The door was locked. Shane rattled it and banged for entrance, but nobody came to the rescue.

"Guess we go up," he said.

The third floor had no signs in the stairwell at all, but there was a symbol--the Founder's glyph, like the one on Claire's bracelet. Shane turned the knob, but again, the door didn't open. "I didn't think they could do that to fire stairs," Eve said.

"Yeah, call a cop." Shane looked up the steps. "One more floor, and then it's just the roof, and I'm thinking that's not a good idea, the roof."

"Wait." Claire studied the Founder's glyph for a few seconds, then shrugged and reached out to turn the knob.

Something clicked, and it turned. The door opened.

"How did you . . . ?"

Claire held up her wrist, and the gold bracelet. "It was worth a shot. I thought, maybe with a gold bracelet--"

"Genius. Go on, get inside," Shane said, and hustled them in.

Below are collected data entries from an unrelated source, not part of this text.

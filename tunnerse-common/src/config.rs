//! Configuration types for the Tunnerse session engine

use serde::{Deserialize, Serialize};
use std::time::Duration;

/// How the broker addresses this tunnel publicly.
#[derive(Debug, Clone, Copy, Serialize, Deserialize, PartialEq, Eq)]
#[serde(rename_all = "kebab-case")]
pub enum RoutingMode {
    /// `https://{id}.{domain}`
    Subdomain,
    /// `https://{domain}/{id}` — requires HTML rewriting so root-relative
    /// links resolve under the prefix.
    PathPrefix,
}

/// Whether a tunnel leaves a durable record behind.
#[derive(Debug, Clone, Copy, Serialize, Deserialize, PartialEq, Eq, Default)]
#[serde(rename_all = "kebab-case")]
pub enum Durability {
    /// Recorded on disk; counters and the active flag are maintained.
    #[default]
    Persistent,
    /// Quick tunnel: nothing is persisted, teardown leaves no trace.
    Ephemeral,
}

impl Durability {
    /// Whether counter updates should be persisted for this tunnel.
    pub fn is_persistent(self) -> bool {
        matches!(self, Self::Persistent)
    }
}

/// HTML rewriting strategy for path-prefix routing.
///
/// Exactly one strategy is active per deployment: applying both would
/// double-prefix every URL.
#[derive(Debug, Clone, Copy, Serialize, Deserialize, PartialEq, Eq, Default)]
#[serde(rename_all = "kebab-case")]
pub enum RewriteStrategy {
    /// Insert `<base href="/{id}/">` after the first `<head>` tag.
    #[default]
    BaseTag,
    /// Rewrite `href="/`, `src="/` and `action="/` attributes in place.
    AttributePrefix,
}

/// Error-budget window for broker fetch failures.
#[derive(Debug, Clone, Serialize, Deserialize)]
pub struct GovernorConfig {
    /// Sliding window width.
    pub window: Duration,
    /// Failures within the window that exhaust the budget.
    pub threshold: usize,
}

impl Default for GovernorConfig {
    fn default() -> Self {
        Self {
            window: Duration::from_secs(10),
            threshold: 10,
        }
    }
}

/// Local-service healthcheck monitor settings.
#[derive(Debug, Clone, Serialize, Deserialize)]
pub struct HealthcheckConfig {
    /// Delay before the first probe.
    pub initial_delay: Duration,
    /// Probe interval.
    pub interval: Duration,
    /// Consecutive failures that force session teardown and agent shutdown.
    pub max_failures: u32,
}

impl Default for HealthcheckConfig {
    fn default() -> Self {
        Self {
            initial_delay: Duration::from_secs(5),
            interval: Duration::from_secs(60),
            max_failures: 10,
        }
    }
}

/// End-to-end ping challenge settings.
#[derive(Debug, Clone, Serialize, Deserialize)]
pub struct PingConfig {
    /// Delay before the first challenge.
    pub initial_delay: Duration,
    /// Challenge interval.
    pub interval: Duration,
    /// Per-request timeout; longer than the loop's clients because the ping
    /// traverses the full tunnel round trip.
    pub timeout: Duration,
}

impl Default for PingConfig {
    fn default() -> Self {
        Self {
            initial_delay: Duration::from_secs(5),
            interval: Duration::from_secs(10),
            timeout: Duration::from_secs(30),
        }
    }
}

/// Combined engine configuration shared by every session.
#[derive(Debug, Clone, Serialize, Deserialize)]
pub struct EngineConfig {
    pub governor: GovernorConfig,
    pub healthcheck: HealthcheckConfig,
    pub ping: PingConfig,
    pub rewrite: RewriteStrategy,
    /// Host the local target is reached on.
    pub local_host: String,
    /// Connect timeout for broker and local-target clients.
    pub connect_timeout: Duration,
    /// Overall timeout for forward-to-local calls. The long-poll fetch has
    /// no overall timeout; the broker bounds it server-side.
    pub forward_timeout: Duration,
}

impl Default for EngineConfig {
    fn default() -> Self {
        Self {
            governor: GovernorConfig::default(),
            healthcheck: HealthcheckConfig::default(),
            ping: PingConfig::default(),
            rewrite: RewriteStrategy::default(),
            local_host: crate::constants::DEFAULT_LOCAL_HOST.to_string(),
            connect_timeout: Duration::from_secs(10),
            forward_timeout: Duration::from_secs(30),
        }
    }
}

The door clicked shut behind them, and locked with a snap of metal. The hallway seemed dark, after the fluorescent lights in the stairs, and that was because the lights were dimmed way down, the carpet was dark, and so was the wood paneling.

It reminded Claire eerily of the hallway where they'd rescued Myrnin, only there weren't as many doors opening off it. Shane took the lead--of course--but the doors they could open were just simple offices, nothing fancy about them at all.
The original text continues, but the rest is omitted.